Publishing to a custom MQTT topic on threshold

sensor:
  - platform: rbamp
    rbamp_id: meter1
    power:
      name: "Mains Power"
      on_value:
        - if:
            condition:
              lambda: 'return x > 2500.0f;'
            then:
              - mqtt.publish:
                  topic: "alerts/high_power"
                  payload: !lambda >
                    return "HIGH_POWER:" + to_string((int)x) + "W";

4 · Closed-loop control — PID water heater

A typical use case for residential rbAmp metering is solar self-consumption: heat water with excess solar power instead of exporting it to the grid.

The pattern uses two rbAmp modules: one on the grid feed (import / export), one on the water heater circuit. A PWM relay or SSR on the heater enables variable power control.

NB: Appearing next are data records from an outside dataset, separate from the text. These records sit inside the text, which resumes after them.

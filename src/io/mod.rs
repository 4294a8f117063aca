//! File I/O for point sets and triangulations.
//!
//! Everything is stored as JSON:
//!
//! | Document | Shape |
//! |----------|-------|
//! | [`PointSet`] | `{"points": [[x, y], ...], "polygon": [[x, y], ...]}` (polygon optional) |
//! | [`TriangulationOutput`] | `{"vertices": [[x, y], ...], "triangles": [[i, j, k], ...], "edges": [[[x, y], [x, y]], ...]}` |
//!
//! # Usage
//!
//! ```no_run
//! use trellis::io::{load_points, save_output, TriangulationOutput};
//! use trellis::{Triangulation, TriangulationOptions};
//!
//! let input = load_points("points.json").unwrap();
//! let tri: Triangulation = Triangulation::from_points(&input.points(), &TriangulationOptions::default()).unwrap();
//! save_output(&TriangulationOutput::from_mesh(tri.mesh()), "mesh.json").unwrap();
//! ```

pub mod json;

pub use json::{load_output, load_points, save_output, save_points};

use std::collections::BTreeSet;

use nalgebra::Point2;
use serde::{Deserialize, Serialize};

use crate::mesh::{HalfEdgeMesh, MeshIndex};

/// A point set, optionally with a polygon to constrain.
#[derive(Debug, Clone, PartialEq, Serialize, Deserialize)]
pub struct PointSet {
    /// The points to triangulate.
    pub points: Vec<[f64; 2]>,

    /// Polygon vertices in order; the closing edge is implied.
    #[serde(default, skip_serializing_if = "Option::is_none")]
    pub polygon: Option<Vec<[f64; 2]>>,
}

impl PointSet {
    /// Create a point set without a polygon.
    pub fn new(points: &[Point2<f64>]) -> Self {
        Self {
            points: points.iter().map(to_pair).collect(),
            polygon: None,
        }
    }

    /// Attach a polygon.
    pub fn with_polygon(mut self, polygon: &[Point2<f64>]) -> Self {
        self.polygon = Some(polygon.iter().map(to_pair).collect());
        self
    }

    /// The points as nalgebra points.
    pub fn points(&self) -> Vec<Point2<f64>> {
        self.points.iter().map(from_pair).collect()
    }

    /// The polygon as nalgebra points, if present.
    pub fn polygon(&self) -> Option<Vec<Point2<f64>>> {
        self.polygon.as_ref().map(|poly| poly.iter().map(from_pair).collect())
    }
}

/// Vertex table, triangle list and edge list of a triangulation.
#[derive(Debug, Clone, PartialEq, Serialize, Deserialize)]
pub struct TriangulationOutput {
    /// Vertex coordinates in index order.
    pub vertices: Vec<[f64; 2]>,
    /// Counter-clockwise vertex index triples.
    pub triangles: Vec<[usize; 3]>,
    /// Each undirected edge once, as two coordinate pairs.
    pub edges: Vec<[[f64; 2]; 2]>,
}

impl TriangulationOutput {
    /// Every bounded triangle and every edge of the mesh.
    pub fn from_mesh<I: MeshIndex>(mesh: &HalfEdgeMesh<I>) -> Self {
        Self {
            vertices: mesh.positions().iter().map(to_pair).collect(),
            triangles: mesh.triangles(),
            edges: mesh
                .edge_segments()
                .iter()
                .map(|[a, b]| [to_pair(a), to_pair(b)])
                .collect(),
        }
    }

    /// A subset of triangles; the edges are those of the given triangles.
    pub fn from_triangles(vertices: &[Point2<f64>], triangles: Vec<[usize; 3]>) -> Self {
        let pairs: BTreeSet<(usize, usize)> = triangles
            .iter()
            .flat_map(|&[a, b, c]| [(a, b), (b, c), (c, a)])
            .map(|(u, v)| (u.min(v), u.max(v)))
            .collect();

        Self {
            vertices: vertices.iter().map(to_pair).collect(),
            edges: pairs
                .into_iter()
                .map(|(u, v)| [to_pair(&vertices[u]), to_pair(&vertices[v])])
                .collect(),
            triangles,
        }
    }
}

fn to_pair(p: &Point2<f64>) -> [f64; 2] {
    [p.x, p.y]
}

fn from_pair(&[x, y]: &[f64; 2]) -> Point2<f64> {
    Point2::new(x, y)
}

# Conceptual sketch — the actual PID implementation depends on your
# relay / SSR and load. The ESPHome PID controller component is the
# recommended building block.
globals:
  - id: solar_export_w
    type: float
    initial_value: '0.0'
  - id: heater_setpoint_w
    type: float
    initial_value: '0.0'
rbamp:
  - id: meter_grid
    address: 0x50
    update_interval: 10s     # tighter loop for responsive control
  - id: meter_heater
    address: 0x51
    update_interval: 10s
sensor:
  - platform: rbamp
    rbamp_id: meter_grid
    power:
      name: "Grid Power"
      # Positive = import, negative = export (STANDARD/PRO tiers with correct wiring)
      on_value:
        - lambda: |-
            // If grid power is negative — export (solar surplus).
            // Raise the heater setpoint to absorb the surplus.
            float export_w = -x;
            if (export_w > 100.0f) {
              float sp = std::min(export_w, 2000.0f);
              id(heater_setpoint_w) = sp;
            } else {
              id(heater_setpoint_w) = 0.0f;
            }
output:
  - platform: ledc          # PWM output to an SSR or 0-10 V controller
    pin: GPIO5
    id: heater_pwm
    frequency: 100Hz
interval:
  - interval: 10s
    then:
      - lambda: |-
          // Drive PWM proportionally to setpoint (0–2000 W → 0–100% duty)
          float duty = id(heater_setpoint_w) / 2000.0f;
          id(heater_pwm).set_level(duty);

Note: bidirectional power (negative values = export) requires the STANDARD or PRO tier with correct voltage polarity wiring. On BASIC, firmware clamps the average active power per period to P ≥ 0 — instantaneous P still reads negative during generation, but the period export accumulator stays empty. Per-tier behavior is in 02_tiers.md, polarity wiring in 04_hardware.md.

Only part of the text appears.